I love this recipe because it’s simple, wholesome, and incredibly satisfying. Everything cooks together in one pot, and I don’t need to make a separate cheese sauce. The Greek yogurt adds a subtle tang and extra creaminess, while the sharp cheddar delivers bold, cheesy flavor. It’s a family-friendly meal that I can throw together quickly on a weeknight, and it always hits the spot.
Ingredients
(Here’s a tip: Check out the full list of ingredients and measurements in the recipe card below.)
whole milk
water or broth (I like using broth for more flavor)
pasta of choice
broccoli, finely chopped
shredded extra sharp cheddar cheese
plain Greek-style yogurt
butter or ghee (optional)
Directions
I bring the milk and water or broth to a boil in a large pot.
Once boiling, I add the pasta and reduce the heat to a simmer. I cook the pasta for about 10 minutes, stirring occasionally.
After 10 minutes, I stir in the chopped broccoli and let it cook for another 2–3 minutes, until the pasta and broccoli are perfectly tender.
I remove the pot from the heat and stir in the shredded cheddar cheese, Greek yogurt, and butter or ghee if using. I mix until everything is smooth and melty.
I serve it hot, right out of the pot — creamy, cheesy, and delicious.
Servings and Timing
This recipe makes 4 servings.
Prep time: 15 minutes
Cook time: 20 minutes
Total time: 35 minutes
Variations
Protein Boost: I sometimes stir in shredded rotisserie chicken, tuna, or white beans for extra protein.
Different Cheeses: I’ve used Monterey Jack, mozzarella, or a mix of cheeses when I’m low on cheddar.
Gluten-Free: I swap in gluten-free pasta without changing anything else.
Hidden Veggies: If I want to sneak in more veggies, I blend some steamed cauliflower into the sauce.

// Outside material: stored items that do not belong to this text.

use regex_lite::Regex;
use serde::{Deserialize, Serialize};
use std::sync::OnceLock;

/// Canonical nutrient identity, resolved once when a lab record is ingested.
#[derive(Debug, Clone, Copy, PartialEq, Eq, PartialOrd, Ord, Hash, Serialize, Deserialize)]
pub enum Element {
    Nitrogen,
    Nitrate,
    Ammonium,
    Urea,
    Phosphorus,
    Potassium,
    Calcium,
    Magnesium,
    Sodium,
    Sulphur,
    Iron,
    Copper,
    Manganese,
    Boron,
    Zinc,
    Cobalt,
    Molybdenum,
    Silicon,
    Aluminium,
}
use crate::error::{ReportError, Result};
use crate::models::{Nutrient, PaddockInfo, RawNutrient, SoilProfile, StatusThresholds};
use serde::Deserialize;
use std::path::Path;

/// Client for the PDF extraction service.
pub struct ExtractionClient {
    client: reqwest::Client,
    base_url: String,
    thresholds: StatusThresholds,
}

// Extraction service response structures
#[derive(Debug, Deserialize)]
#[serde(untagged)]
enum ExtractionResponse {
    Analyses { analyses: Vec<RawAnalysis> },
    Single { nutrients: Vec<RawNutrient> },
}

#[derive(Debug, Deserialize)]
struct RawAnalysis {
    #[serde(default)]
    info: Option<PaddockInfo>,
    #[serde(default)]
    name: Option<String>,
    #[serde(default)]
    nutrients: Vec<RawNutrient>,
}

/// One paddock's worth of readings, merged across report pages.
#[derive(Debug, Clone, PartialEq)]
pub struct ExtractedAnalysis {
    pub key: String,
    pub info: PaddockInfo,
    pub profile: SoilProfile,
}

fn known(value: Option<String>) -> Option<String> {
    value.filter(|v| {
        let v = v.trim();
        !v.is_empty() && !v.eq_ignore_ascii_case("unknown")
    })
}

/// Parse an extraction response body. Analyses sharing a paddock name are
/// merged in report order.
pub fn parse_extraction(body: &str, thresholds: StatusThresholds) -> Result<Vec<ExtractedAnalysis>> {
    let response: ExtractionResponse = serde_json::from_str(body)?;

    let analyses = match response {
        ExtractionResponse::Single { nutrients } => vec![RawAnalysis {
            info: None,
            name: None,
            nutrients,
        }],
        ExtractionResponse::Analyses { analyses } => analyses,
    };

    let mut merged: Vec<ExtractedAnalysis> = Vec::new();
    for (idx, analysis) in analyses.into_iter().enumerate() {
        let mut info = analysis.info.unwrap_or_default();
        info.paddock = known(info.paddock.take());
        info.crop = known(info.crop.take());
        info.sample_date = known(info.sample_date.take());

        if analysis.nutrients.is_empty() && info.paddock.is_none() && analysis.name.is_none() {
            tracing::debug!("Skipping empty analysis {}", idx + 1);
            continue;
        }

        let key = info
            .paddock
            .clone()
            .or_else(|| known(analysis.name.clone()))
            .unwrap_or_else(|| format!("Analysis {}", idx + 1));
        let nutrients = analysis
            .nutrients
            .iter()
            .filter(|raw| !raw.name.trim().is_empty())
            .map(|raw| Nutrient::from_raw(raw, thresholds));

        match merged.iter_mut().find(|a| a.key == key) {
            Some(existing) => existing.profile.nutrients.extend(nutrients),
            None => merged.push(ExtractedAnalysis {
                key,
                info,
                profile: SoilProfile::new(nutrients.collect()),
            }),
        }
    }

    if merged.iter().all(|a| a.profile.is_empty()) {
        return Err(ReportError::InvalidData(
            "No nutrient readings found in report".into(),
        ));
    }

    tracing::info!(
        "Parsed {} analyses with {} readings",
        merged.len(),
        merged.iter().map(|a| a.profile.nutrients.len()).sum::<usize>()
    );
    Ok(merged)
}

impl ExtractionClient {
    pub fn new(base_url: impl Into<String>, thresholds: StatusThresholds) -> Self {
        Self {
            client: reqwest::Client::new(),
            base_url: base_url.into().trim_end_matches('/').to_string(),
            thresholds,
        }
    }

    pub fn base_url(&self) -> &str {
        &self.base_url
    }

    /// Upload a soil or leaf test PDF and parse the analyses it contains.
    pub async fn extract(&self, pdf: &Path) -> Result<Vec<ExtractedAnalysis>> {
        let body = self.extract_raw(pdf).await?;
        parse_extraction(&body, self.thresholds)
    }

    /// Upload a PDF and return the service's JSON body untouched.
    pub async fn extract_raw(&self, pdf: &Path) -> Result<String> {
        let bytes = tokio::fs::read(pdf).await?;
        let file_name = pdf
            .file_name()
            .map(|n| n.to_string_lossy().into_owned())
            .unwrap_or_else(|| "report.pdf".into());

        let part = reqwest::multipart::Part::bytes(bytes)
            .file_name(file_name)
            .mime_str("application/pdf")?;
        let form = reqwest::multipart::Form::new().part("file", part);

        let url = format!("{}/extract-soil-report", self.base_url);
        tracing::info!("Uploading {} to {}", pdf.display(), url);
        let response = self
            .client
            .post(&url)
            .multipart(form)
            .send()
            .await
            .map_err(|e| ReportError::DataSourceUnavailable(format!("Extraction service: {}", e)))?;

        if !response.status().is_success() {
            let status = response.status();
            let body = response.text().await.unwrap_or_default();
            return Err(ReportError::DataSourceUnavailable(format!(
                "Extraction service returned {}: {}",
                status, body
            )));
        }

        response.text().await.map_err(|e| {
            ReportError::DataSourceUnavailable(format!("Failed to read extraction response: {}", e))
        })
    }

    /// Test connection to the extraction service
    pub async fn test_connection(&self) -> Result<bool> {
        let response = self
            .client
            .get(&self.base_url)
            .send()
            .await
            .map_err(|e| ReportError::DataSourceUnavailable(format!("Extraction service: {}", e)))?;

        Ok(!response.status().is_server_error())
    }
}

#[cfg(test)]
mod tests {
    use super::*;
    use crate::models::{Element, NutrientCategory, NutrientStatus};

    #[test]
    fn parses_legacy_single_analysis() {
        let body = r#"{"nutrients": [
            {"name": "Calcium (Mehlich III)", "current": "949", "ideal": 1520.5, "unit": "ppm"},
            {"name": "Boron (Hot CaCl2)", "current": "<0.1", "ideal": "2", "unit": "ppm"}
        ]}"#;
        let analyses = parse_extraction(body, StatusThresholds::STANDARD).unwrap();
        assert_eq!(analyses.len(), 1);
        assert_eq!(analyses[0].key, "Analysis 1");

        let boron = &analyses[0].profile.nutrients[1];
        assert_eq!(boron.current, 0.0);
        assert_eq!(boron.element, Some(Element::Boron));
        assert_eq!(boron.status, NutrientStatus::Low);
    }

    #[test]
    fn merges_analyses_by_paddock() {
        let body = r#"{"analyses": [
            {"id": 1, "info": {"paddock": "North", "crop": "Wheat", "date": "2024-03-01"},
             "nutrients": [{"name": "Calcium (Mehlich III)", "current": 900, "ideal": 1500}]},
            {"id": 2, "info": {"paddock": "South", "crop": "Unknown"},
             "nutrients": [{"name": "Zinc (DTPA)", "current": 2, "ideal": 6}]},
            {"id": 3, "info": {"paddock": "North"},
             "nutrients": [{"name": "Calcium TAE", "current": 4000, "ideal": 3000, "category": "tae"}]}
        ]}"#;
        let analyses = parse_extraction(body, StatusThresholds::STANDARD).unwrap();
        assert_eq!(analyses.len(), 2);

        let north = &analyses[0];
        assert_eq!(north.key, "North");
        assert_eq!(north.info.sample_date.as_deref(), Some("2024-03-01"));
        assert_eq!(north.profile.nutrients.len(), 2);
        assert_eq!(north.profile.nutrients[1].category, NutrientCategory::Tae);

        assert_eq!(analyses[1].info.crop, None);
    }

    #[test]
    fn service_ids_are_ignored() {
        let body = r#"{"analyses": [
            {"id": "a-17", "info": {"paddock": "East"},
             "nutrients": [{"name": "Zinc (DTPA)", "current": 2, "ideal": 6}]},
            {"id": {"page": 2}, "info": {"paddock": "East"},
             "nutrients": [{"name": "Boron (Hot CaCl2)", "current": 1, "ideal": 2}]}
        ]}"#;
        let analyses = parse_extraction(body, StatusThresholds::STANDARD).unwrap();
        assert_eq!(analyses.len(), 1);
        assert_eq!(analyses[0].key, "East");
        assert_eq!(analyses[0].profile.nutrients.len(), 2);
    }

    #[test]
    fn unnamed_paddock_falls_back_to_position() {
        let body = r#"{"analyses": [
            {"id": 1, "info": {"paddock": "Unknown"},
             "nutrients": [{"name": "Calcium", "current": 900, "ideal": 1500}]}
        ]}"#;
        let analyses = parse_extraction(body, StatusThresholds::STANDARD).unwrap();
        assert_eq!(analyses[0].key, "Analysis 1");
    }

    #[test]
    fn rejects_reports_without_readings() {
        assert!(parse_extraction(r#"{"nutrients": []}"#, StatusThresholds::STANDARD).is_err());
        assert!(parse_extraction("not json", StatusThresholds::STANDARD).is_err());
    }

    #[test]
    fn client_trims_base_url() {
        let client = ExtractionClient::new("http://localhost:5000/", StatusThresholds::STANDARD);
        assert_eq!(client.base_url(), "http://localhost:5000");
    }
}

Spice It Up: A pinch of cayenne or a little Dijon mustard adds a subtle kick and depth to the cheese flavor.
Storage/Reheating
I store leftovers in an airtight container in the fridge for up to 3 days. To reheat:
Microwave: I reheat individual portions in the microwave for about 1–2 minutes, adding a splash of milk if needed to bring back the creaminess.
Stovetop: I reheat gently in a pot over low heat, stirring often.
FAQs
Can I use frozen broccoli?
Yes, I use frozen broccoli often. I just thaw it slightly before adding it in and cook it for the same 2–3 minutes with the pasta.
What’s the best pasta to use?
I usually go for elbow macaroni or shells because they hold the sauce well, but any short pasta like rotini or penne works great.
Can I make this dairy-free?
Yes, I’ve made it with dairy-free milk, cheese, and yogurt alternatives. The texture stays creamy, and the flavor is still great.
Is this mac and cheese good for meal prep?
Definitely. I often make a batch ahead of time and portion it out for lunch. It reheats well and stays creamy with a little added liquid.
How do I keep the cheese from clumping?
I make sure the pot is off the heat before stirring in the cheese and yogurt. Stirring it in gradually helps it melt smoothly into the sauce.
Conclusion
This One Pot Healthy Broccoli Mac and Cheese is everything I want in a quick, comforting meal. It’s rich, creamy, and full of flavor — and it sneaks in a good amount of veggies, too. Whether I’m cooking for myself or feeding the whole family, this dish always comes through. It’s simple, satisfying, and guaranteed to become a regular in my recipe rotation.
This creamy, cheesy mac and cheese is made in one pot with fresh broccoli and simple ingredients for a quick, healthy dinner the whole family will love.
Ingredients
2 cups whole milk
1 ½ cups water or broth (broth recommended for more flavor)
8 oz pasta of choice
8–10 oz broccoli, finely chopped
2 cups shredded extra sharp cheddar cheese
1/4 cup plain Greek-style yogurt
1 tbsp butter or ghee (optional)
Instructions
In a large pot, bring the milk and water or broth to a boil.
Add pasta and reduce heat to a simmer. Cook for about 10 minutes, stirring occasionally.
Stir in chopped broccoli and cook for another 2–3 minutes, until pasta and broccoli are tender.
Remove from heat. Stir in shredded cheddar, Greek yogurt, and optional butter/ghee until smooth and creamy.
Serve immediately and enjoy!
Notes
Use whole wheat, gluten-free, or chickpea pasta to suit dietary needs.
Sharp cheddar adds bold flavor — but you can mix in mozzarella or parmesan too.
Leftovers store well in the fridge for up to 3 days. Reheat with a splash of milk for creaminess.